The Best Things in Life are almost Free
The cleanliness of using a bum gun cannot be overstated. There is no equal, though to be fair the French bidet comes close, and the Japanese smart toilet is better. So much better. But both the bidet and the smart toilet cost extra $, the bum gun is pennies to install and pennies to operate.
Note: The Bum Guns above are from a higher-end DIY store. The cheapest one listed above starts at 360 baht. You can certainly find them at Mr. DIY or your local hardware store for 150 baht or even less.
Quick Tip for anyone wanting to try a Japanese-style Bidet Toilet
The Terminal 21 shopping malls here in Thailand have Japanese toilets installed. So if you want to drive a Cadillac toilet, give it a whirl.
They come with, heated seats, heated water, adjustable for man or woman, and a blow dryer to air out your grievances.
Japanese toilets are not to be underestimated. But they are also not cheap.
Top of the Line
They range from a few thousand baht, up to over 200,000 baht (It comes with music, lights, and a remote to operate it), though I am not sure why as it is not like you are going anywhere until you are finished, are you?
The Necromancer – sorry, NEOREST by Toto – we are not in Kansas anymore Toto.
Note the remote on the stand to the right of the NEOREST.
On sale at 209,000 baht ~$6270 USD (1 USD = 33.33 baht)
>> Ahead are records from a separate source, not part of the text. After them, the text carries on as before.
//! admindb CLI
//!
//! Command-line access to the admin database helpers.

use anyhow::{Context, bail};
use clap::{Args, Parser, Subcommand};
use serde::Serialize;
use sqlx::sqlite::SqlitePoolOptions;
use tracing::{Level, info};
use tracing_subscriber::FmtSubscriber;

use oxide_admindb::{
    BindingTable, FieldSpec, FieldType, Record, SqliteDriver, Value, binding_query,
    binding_update, exec, fetch_row, field_max, insert_row, option_array, option_tree,
    update_column, update_row,
};

/// Typed-field database helpers for admin pages.
#[derive(Parser)]
#[command(name = "admindb")]
#[command(author, version, about, long_about = None)]
struct Cli {
    /// Database URL (SQLite path or connection string).
    #[arg(short, long, env = "DATABASE_URL", default_value = "sqlite:db.sqlite3")]
    database: String,

    /// Enable verbose output (logs every statement).
    #[arg(short, long)]
    verbose: bool,

    #[command(subcommand)]
    command: Commands,
}

/// Describes a binding table.
#[derive(Args)]
struct BindingArgs {
    /// Binding table name.
    #[arg(long)]
    table: String,

    /// Binding table field holding the owner id (`type:name`).
    #[arg(long)]
    owner_field: String,

    /// Binding table field holding the bound id (`type:name`).
    #[arg(long)]
    value_field: String,

    /// Table referenced by the value field.
    #[arg(long)]
    bound_table: String,

    /// Id field of the bound table (`type:name`).
    #[arg(long, default_value = "id")]
    bound_field: String,
}

#[derive(Subcommand)]
enum Commands {
    /// Fetch one row by id.
    Fetch {
        /// Table name.
        #[arg(long)]
        table: String,

        /// Comma-separated fields (`type:name`, default text).
        #[arg(long, value_delimiter = ',', required = true)]
        fields: Vec<String>,

        /// Id field (`type:name`, default integer).
        #[arg(long, default_value = "id")]
        id_field: String,

        /// Id of the row.
        #[arg(long)]
        id: String,
    },

    /// Insert one row.
    Insert {
        /// Table name.
        #[arg(long)]
        table: String,

        /// Field assignments as `type:name=value`.
        #[arg(long = "set", required = true)]
        assignments: Vec<String>,

        /// Return the new id by reading the maximum of this field.
        #[arg(long)]
        id_field: Option<String>,
    },

    /// Update one row by id.
    Update {
        /// Table name.
        #[arg(long)]
        table: String,

        /// Field assignments as `type:name=value`.
        #[arg(long = "set", required = true)]
        assignments: Vec<String>,

        /// Id field (`type:name`, default integer).
        #[arg(long, default_value = "id")]
        id_field: String,

        /// Id of the row.
        #[arg(long)]
        id: String,
    },

    /// Set one column on several rows.
    UpdateColumn {
        /// Table name.
        #[arg(long)]
        table: String,

        /// Field to set (`type:name`, default integer).
        #[arg(long)]
        field: String,

        /// New value.
        #[arg(long)]
        value: String,

        /// Id field (`type:name`, default integer).
        #[arg(long, default_value = "id")]
        id_field: String,

        /// Comma-separated ids.
        #[arg(long, value_delimiter = ',')]
        ids: Vec<String>,
    },

    /// Show the maximum value of a field.
    Max {
        /// Table name.
        #[arg(long)]
        table: String,

        /// Field (`type:name`, default integer).
        #[arg(long, default_value = "id")]
        field: String,
    },

    /// Replace the bindings of one owner.
    Bind {
        #[command(flatten)]
        binding: BindingArgs,

        /// Owner id.
        #[arg(long)]
        owner: String,

        /// Comma-separated bound ids (empty to clear).
        #[arg(long, value_delimiter = ',')]
        values: Vec<String>,
    },

    /// List the bindings of one owner.
    Bindings {
        #[command(flatten)]
        binding: BindingArgs,

        /// Owner id.
        #[arg(long)]
        owner: String,
    },

    /// List `(id, title)` options of a table.
    Options {
        /// Table name.
        #[arg(long)]
        table: String,

        /// Title field (`type:name`, default text).
        #[arg(long, default_value = "title")]
        title_field: String,

        /// Id field (`type:name`, default integer).
        #[arg(long, default_value = "id")]
        id_field: String,

        /// Order-by fragment, without `ORDER BY`.
        #[arg(long)]
        order_by: Option<String>,

        /// Where fragment, without `WHERE`.
        #[arg(long = "where")]
        where_clause: Option<String>,
    },

    /// Build an option tree from a query returning id, title, level.
    Tree {
        /// Query or procedure call yielding leveled rows in pre-order.
        #[arg(long)]
        sql: String,

        /// Id field (`type:name`, default integer).
        #[arg(long, default_value = "id")]
        id_field: String,

        /// Title field (`type:name`, default text).
        #[arg(long, default_value = "title")]
        title_field: String,

        /// Level field (`type:name`, default integer).
        #[arg(long, default_value = "level")]
        level_field: String,

        /// Level of top-level rows.
        #[arg(long, default_value_t = 0)]
        base_level: i64,
    },

    /// Execute a raw statement.
    Exec {
        /// SQL statement.
        sql: String,
    },
}

/// Splits `type:name=value` assignments into field specs and a value record.
fn parse_assignments(assignments: &[String]) -> anyhow::Result<(Vec<String>, Record)> {
    let mut fields = Vec::with_capacity(assignments.len());
    let mut values = Record::new();

    for assignment in assignments {
        let Some((spec, raw)) = assignment.split_once('=') else {
            bail!("assignment '{assignment}' is not of the form type:name=value");
        };
        let field = FieldSpec::parse(spec, FieldType::Text)?;
        values.insert(field.name(), Value::parse_as(raw, field.field_type())?);
        fields.push(spec.to_string());
    }

    Ok((fields, values))
}

fn parse_id(id_field: &str, raw: &str) -> anyhow::Result<Value> {
    let field = FieldSpec::parse(id_field, FieldType::Integer)?;
    Ok(Value::parse_as(raw, field.field_type())?)
}

fn parse_values(raw: &[String], field_type: FieldType) -> anyhow::Result<Vec<Value>> {
    raw.iter()
        .filter(|v| !v.is_empty())
        .map(|v| Ok(Value::parse_as(v, field_type)?))
        .collect()
}

impl BindingArgs {
    fn to_binding(&self) -> anyhow::Result<BindingTable> {
        Ok(BindingTable::new(
            &self.table,
            &self.owner_field,
            &self.value_field,
            &self.bound_table,
            &self.bound_field,
        )?)
    }
}

fn print_json<T: Serialize>(value: &T) -> anyhow::Result<()> {
    println!("{}", serde_json::to_string_pretty(value)?);
    Ok(())
}

fn as_strs(items: &[String]) -> Vec<&str> {
    items.iter().map(String::as_str).collect()
}

#[tokio::main]
async fn main() -> anyhow::Result<()> {
    let cli = Cli::parse();

    // Setup logging
    let log_level = if cli.verbose {
        Level::DEBUG
    } else {
        Level::INFO
    };
    let subscriber = FmtSubscriber::builder()
        .with_max_level(log_level)
        .with_target(false)
        .without_time()
        .finish();
    tracing::subscriber::set_global_default(subscriber)?;

    // Connect to database
    let pool = SqlitePoolOptions::new()
        .max_connections(1)
        .connect(&cli.database)
        .await
        .with_context(|| format!("failed to open {}", cli.database))?;
    let mut conn = pool.acquire().await?;
    let mut db = SqliteDriver::new(&mut conn);

    match cli.command {
        Commands::Fetch {
            table,
            fields,
            id_field,
            id,
        } => {
            let id = parse_id(&id_field, &id)?;
            match fetch_row(&mut db, &table, &as_strs(&fields), &id_field, id).await? {
                Some(row) => print_json(&row)?,
                None => info!("No row found."),
            }
        }

        Commands::Insert {
            table,
            assignments,
            id_field,
        } => {
            let (fields, values) = parse_assignments(&assignments)?;
            let id = insert_row(&mut db, &table, &as_strs(&fields), &values, id_field.as_deref())
                .await?;
            match id {
                Some(id) => print_json(&id)?,
                None => info!("Row inserted."),
            }
        }

        Commands::Update {
            table,
            assignments,
            id_field,
            id,
        } => {
            let (fields, values) = parse_assignments(&assignments)?;
            let id = parse_id(&id_field, &id)?;
            let count = update_row(&mut db, &table, &as_strs(&fields), &values, &id_field, id).await?;
            info!("{} row(s) updated.", count);
        }

        Commands::UpdateColumn {
            table,
            field,
            value,
            id_field,
            ids,
        } => {
            let spec = FieldSpec::parse(&field, FieldType::Integer)?;
            let value = Value::parse_as(&value, spec.field_type())?;
            let id_type = FieldSpec::parse(&id_field, FieldType::Integer)?.field_type();
            let ids = parse_values(&ids, id_type)?;
            let count = update_column(&mut db, &table, &field, value, &id_field, &ids).await?;
            info!("{} row(s) updated.", count);
        }

        Commands::Max { table, field } => match field_max(&mut db, &table, &field).await? {
            Some(max) => print_json(&max)?,
            None => info!("Table is empty."),
        },

        Commands::Bind {
            binding,
            owner,
            values,
        } => {
            let binding = binding.to_binding()?;
            let owner = Value::parse_as(&owner, binding.owner_field().field_type())?;
            let values = parse_values(&values, binding.value_field().field_type())?;
            let outcome = binding_update(&mut db, &binding, owner, &values).await?;
            print_json(&outcome)?;
        }

        Commands::Bindings { binding, owner } => {
            let binding = binding.to_binding()?;
            let owner = Value::parse_as(&owner, binding.owner_field().field_type())?;
            let values = binding_query(&mut db, &binding, owner).await?;
            print_json(&values)?;
        }

        Commands::Options {
            table,
            title_field,
            id_field,
            order_by,
            where_clause,
        } => {
            let options = option_array(
                &mut db,
                &table,
                &title_field,
                &id_field,
                order_by.as_deref(),
                where_clause.as_deref(),
            )
            .await?;
            print_json(&options)?;
        }

        Commands::Tree {
            sql,
            id_field,
            title_field,
            level_field,
            base_level,
        } => {
            let tree =
                option_tree(&mut db, &sql, &id_field, &title_field, &level_field, base_level).await?;
            print_json(&tree)?;
        }

        Commands::Exec { sql } => {
            let count = exec(&mut db, &sql).await?;
            info!("{} row(s) affected.", count);
        }
    }

    Ok(())
}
I kid you not. The Japanese take their toilet very seriously.
The bum gun is simplicity personified. It has only one purpose, and it excels at its job. It exists to wash your troubles away and present you with a pristine surface that you can be proud of. Simply blot dry and get on with your day. The bum gun is freedom on the can. Freedom from will-knots and won’t knots and all things circling Uranus.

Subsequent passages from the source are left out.